Peace. Compassion. Wisdom.”

Our Inherent Power – We Are What We Think
The Buddha reminded us that there is an inherent power within us. A power to help or to harm. He said,

“We are what we think. All that we are arises with our thoughts. With our thoughts we make the world. Speak or act with an impure mind and trouble will follow you as the wheel follows the ox that draws the cart.

We are what we think. All that we are arises with our thoughts. With our thoughts we make the world. Speak or act with a pure mind and happiness will follow you as your shadow, unshakable.” (
From the Dhammapada translated by Thomas Byrom)
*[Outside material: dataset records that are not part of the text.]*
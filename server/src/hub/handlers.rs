use super::locations::coords_valid;
use super::session::ConnId;
use super::{epoch_ms, Hub};
use shared::{Coord, ServerMessage};

impl Hub {
    /// `location_update`: registered senders only. Bad coordinates are
    /// rejected without touching the store or broadcasting.
    pub fn handle_location_update(
        &self,
        conn: ConnId,
        user_id: &str,
        lat: &Coord,
        lng: &Coord,
        name: Option<&str>,
    ) {
        if self.registry.identity_of(conn).is_none() {
            self.connections
                .send_one(conn, &ServerMessage::error("Not registered"));
            return;
        }
        let coords = lat
            .as_f64()
            .zip(lng.as_f64())
            .filter(|&(lat, lng)| coords_valid(lat, lng));
        let Some((lat, lng)) = coords else {
            self.connections
                .send_one(conn, &ServerMessage::error("Invalid location data"));
            return;
        };

        let now = epoch_ms();
        // Display name: payload, then session, then whatever the previous
        // update carried.
        let name = name
            .map(str::trim)
            .filter(|n| !n.is_empty())
            .map(str::to_string)
            .or_else(|| self.registry.name_of(user_id))
            .or_else(|| self.locations.get(user_id).map(|loc| loc.name))
            .unwrap_or_else(|| "Anonymous".to_string());

        self.locations.upsert(user_id, lat, lng, &name, now);
        self.registry.touch(user_id, now);

        let delivered = self.connections.broadcast_all(&ServerMessage::LocationUpdate {
            user_id: user_id.to_string(),
            lat,
            lng,
            name,
            timestamp: now,
        });
        tracing::debug!(user_id = %user_id, delivered, "location update broadcast");
    }

    /// `stop_sharing`: falls back to the caller's own identity when the
    /// payload names none. Removing an absent location is a silent no-op.
    pub fn handle_stop_sharing(&self, conn: ConnId, user_id: Option<&str>) {
        let target = user_id
            .map(str::to_string)
            .or_else(|| self.registry.identity_of(conn));
        let Some(target) = target else {
            return;
        };
        if self.locations.remove(&target).is_some() {
            tracing::info!(user_id = %target, "stopped sharing location");
            self.broadcast_location_stop(&target);
        }
    }

    /// `track_user`: one-off reply to the requester when the target has a
    /// fresh location. A stale or unknown target gets no reply.
    pub fn handle_track_user(&self, conn: ConnId, target: &str) {
        let now = epoch_ms();
        let fresh = self
            .locations
            .get(target)
            .filter(|loc| now.saturating_sub(loc.timestamp) < self.config.location_ttl_ms());
        match fresh {
            Some(loc) => {
                self.connections.send_one(
                    conn,
                    &ServerMessage::LocationUpdate {
                        user_id: target.to_string(),
                        lat: loc.lat,
                        lng: loc.lng,
                        name: loc.name,
                        timestamp: loc.timestamp,
                    },
                );
            }
            None => {
                tracing::debug!(target = %target, "track request for user with no active location");
            }
        }
    }
}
We all can see that when our thoughts, words and deeds are loving and kind our lives take on a special kind of glow. We can also see when our thoughts, words and deeds are harsh and unkind our lives become dark and grey.
Hellish Habit Energy
Our daily habits build deep grooves for our energy to flow through. Most of us have dug deep grooves of unskillful and selfish habit energy. This habit energy is inherited from our families, our countries, our societies, our communities, our culture, from the media, from our friends and from our tendencies to believe that we’re separated from all of life so we need to fight for and cling to what we believe to ours.
These energies push us to perpetuate a pattern of pain. A pattern that most of us never really see but which rules our thoughts, words, and actions.
Zen Master Thich Nhat Hanh shared a story about habit energy involving one of the Buddha’s previous lives,

The Buddha, in one of his former lives, was in Hell. Before he became a Buddha he had suffered a lot in many lives. He made a lot of mistakes, like all of us. He made himself suffer, and he made people around him suffer. Sometimes he made very big mistakes, and that is why in one of his previous lives he was in Hell.
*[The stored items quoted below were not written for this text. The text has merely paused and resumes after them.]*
use std::env;
use std::net::SocketAddr;
use std::str::FromStr;
use std::time::Duration;

fn get_env<T: FromStr>(name: &str, default: T) -> T {
    env::var(name)
        .ok()
        .and_then(|val| val.parse().ok())
        .unwrap_or(default)
}

/// Tunables for one hub instance. Compiled defaults, overridable through
/// `HUB_*` environment variables.
#[derive(Debug, Clone)]
pub struct HubConfig {
    pub addr: SocketAddr,
    /// Upper bound on concurrently registered identities.
    pub max_sessions: usize,
    /// How long a connection may stay unregistered before it is dropped.
    pub registration_timeout: Duration,
    /// Sliding window for per-identity rate limiting.
    pub rate_window_ms: u64,
    /// Accepted messages per identity per window.
    pub rate_max: usize,
    /// Age at which a location stops being broadcast and becomes evictable.
    pub location_ttl: Duration,
    /// How often the janitor sweeps stale state.
    pub sweep_interval: Duration,
}

impl Default for HubConfig {
    fn default() -> Self {
        Self {
            addr: SocketAddr::from(([127, 0, 0, 1], 3000)),
            max_sessions: 100,
            registration_timeout: Duration::from_secs(30),
            rate_window_ms: 1000,
            rate_max: 10,
            location_ttl: Duration::from_secs(300),
            sweep_interval: Duration::from_secs(60),
        }
    }
}

impl HubConfig {
    pub fn from_env() -> Self {
        let defaults = Self::default();
        Self {
            addr: get_env("HUB_ADDR", defaults.addr),
            max_sessions: get_env("HUB_MAX_SESSIONS", defaults.max_sessions),
            registration_timeout: Duration::from_secs(get_env(
                "HUB_REGISTRATION_TIMEOUT_SECS",
                defaults.registration_timeout.as_secs(),
            )),
            rate_window_ms: get_env("HUB_RATE_WINDOW_MS", defaults.rate_window_ms),
            rate_max: get_env("HUB_RATE_MAX", defaults.rate_max),
            location_ttl: Duration::from_secs(get_env(
                "HUB_LOCATION_TTL_SECS",
                defaults.location_ttl.as_secs(),
            )),
            sweep_interval: Duration::from_secs(get_env(
                "HUB_SWEEP_INTERVAL_SECS",
                defaults.sweep_interval.as_secs(),
            )),
        }
    }

    pub fn location_ttl_ms(&self) -> u64 {
        self.location_ttl.as_millis() as u64
    }
}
The Buddha was in Hell because he had done something wrong, extremely wrong, that caused a lot of suffering to himself and to others. That is why he found himself in Hell. In that life of his, he hit the bottom of suffering, because that Hell was the worst of all Hells.  It was dark, it was cold, and at the same time it was very hot.

With him there was another man, and together they had to work very hard, under the direction of a soldier who was in charge of Hell.
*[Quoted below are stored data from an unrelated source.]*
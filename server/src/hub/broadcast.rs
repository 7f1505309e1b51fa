use super::session::{ConnId, Tx};
use axum::extract::ws::{CloseFrame, Message};
use dashmap::DashMap;
use shared::ServerMessage;

/// All open connections, registered or not. Delivery is fire-and-forget: a
/// recipient whose writer task is gone is skipped and logged, never retried.
#[derive(Default)]
pub struct Connections {
    map: DashMap<ConnId, Tx>,
}

impl Connections {
    pub fn new() -> Self {
        Self::default()
    }

    pub fn insert(&self, conn: ConnId, tx: Tx) {
        self.map.insert(conn, tx);
    }

    pub fn remove(&self, conn: ConnId) -> bool {
        self.map.remove(&conn).is_some()
    }

    pub fn len(&self) -> usize {
        self.map.len()
    }

    /// Serializes once and pushes to every open connection. Returns the
    /// delivered count; per-recipient failures are logged, never raised.
    pub fn broadcast_all(&self, msg: &ServerMessage) -> usize {
        let text = match serde_json::to_string(msg) {
            Ok(text) => text,
            Err(err) => {
                tracing::error!(error = %err, "failed to serialize broadcast payload");
                return 0;
            }
        };
        let mut delivered = 0;
        let mut failed = 0;
        for entry in self.map.iter() {
            if entry.value().send(Message::Text(text.clone())).is_ok() {
                delivered += 1;
            } else {
                failed += 1;
            }
        }
        if failed > 0 {
            tracing::warn!(failed, delivered, "broadcast skipped unreachable connections");
        }
        delivered
    }

    /// Best-effort single-target send.
    pub fn send_one(&self, conn: ConnId, msg: &ServerMessage) -> bool {
        let Some(tx) = self.map.get(&conn) else {
            return false;
        };
        let text = match serde_json::to_string(msg) {
            Ok(text) => text,
            Err(err) => {
                tracing::error!(error = %err, "failed to serialize payload");
                return false;
            }
        };
        let sent = tx.send(Message::Text(text)).is_ok();
        if !sent {
            tracing::debug!(conn = %conn, "dropped message for closed connection");
        }
        sent
    }

    /// Queues a close frame for one connection.
    pub fn close(&self, conn: ConnId, code: u16, reason: &str) {
        if let Some(tx) = self.map.get(&conn) {
            let _ = tx.send(Message::Close(Some(CloseFrame {
                code,
                reason: reason.to_string().into(),
            })));
        }
    }

    /// Queues a close frame for every connection. Used at shutdown.
    pub fn close_all(&self, code: u16, reason: &str) {
        for entry in self.map.iter() {
            let _ = entry.value().send(Message::Close(Some(CloseFrame {
                code,
                reason: reason.to_string().into(),
            })));
        }
    }
}
use dashmap::DashMap;

/// Sliding-window admission control, one window of epoch-ms timestamps per
/// identity.
pub struct RateLimiter {
    windows: DashMap<String, Vec<u64>>,
    window_ms: u64,
    max_per_window: usize,
}

impl RateLimiter {
    pub fn new(window_ms: u64, max_per_window: usize) -> Self {
        Self {
            windows: DashMap::new(),
            window_ms,
            max_per_window,
        }
    }

    /// Admits or rejects one request at `now`. A rejected request is not
    /// recorded, so hammering a full window does not extend it.
    pub fn allow(&self, identity: &str, now: u64) -> bool {
        let mut stamps = self.windows.entry(identity.to_string()).or_default();
        stamps.retain(|&t| now.saturating_sub(t) < self.window_ms);
        if stamps.len() >= self.max_per_window {
            false
        } else {
            stamps.push(now);
            true
        }
    }

    /// Drops aged-out timestamps and forgets identities whose window
    /// emptied, so the map does not grow without bound under churn.
    pub fn sweep(&self, now: u64) {
        self.windows.retain(|_, stamps| {
            stamps.retain(|&t| now.saturating_sub(t) < self.window_ms);
            !stamps.is_empty()
        });
    }

    pub fn tracked(&self) -> usize {
        self.windows.len()
    }
}

#[cfg(test)]
mod tests {
    use super::*;

    #[test]
    fn accepts_exactly_max_within_the_window() {
        let limiter = RateLimiter::new(1000, 10);
        let accepted = (0..11).filter(|i| limiter.allow("a", 100 + i)).count();
        assert_eq!(accepted, 10);

        // The window slides: once the oldest stamps age out, new requests go
        // through again.
        assert!(limiter.allow("a", 1200));
    }

    #[test]
    fn identities_do_not_share_windows() {
        let limiter = RateLimiter::new(1000, 1);
        assert!(limiter.allow("a", 0));
        assert!(!limiter.allow("a", 1));
        assert!(limiter.allow("b", 1));
    }

    #[test]
    fn rejected_requests_are_not_recorded() {
        let limiter = RateLimiter::new(1000, 2);
        assert!(limiter.allow("a", 0));
        assert!(limiter.allow("a", 1));
        // Burst of rejects at the end of the window.
        for t in 2..999 {
            assert!(!limiter.allow("a", t));
        }
        // Both accepted stamps age out at 1001; the rejects left no trace.
        assert!(limiter.allow("a", 1001));
    }

    #[test]
    fn sweep_forgets_idle_identities() {
        let limiter = RateLimiter::new(1000, 10);
        assert!(limiter.allow("a", 0));
        assert!(limiter.allow("b", 900));
        limiter.sweep(1500);
        assert_eq!(limiter.tracked(), 1);
        limiter.sweep(2500);
        assert_eq!(limiter.tracked(), 0);
    }
}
The guard did not seem to have a heart. It did not seem that he knew anything about suffering. He did not know anything about the feelings of other people, so he just beat up the two men in Hell. He was in charge of the two men, and his task was to make them suffer as much as possible.

I think that guard also suffered a lot. It looked like he didn’t have any compassion within him. It looked like he didn’t have any love in his heart. It looked like he did not have a heart. When looking at him, when listening to him, it did not seem that one could contact a human being, because he was so brutal. He was not sensitive to people’s suffering and pain. That is why he was beating the two men in Hell, and making them suffer a lot. And the Buddha was one of these two men in one of his previous lives.

The guard had an instrument with three iron points, and every time he wanted the two men to go ahead, he used this to push them on the back, and of course blood came out of their backs.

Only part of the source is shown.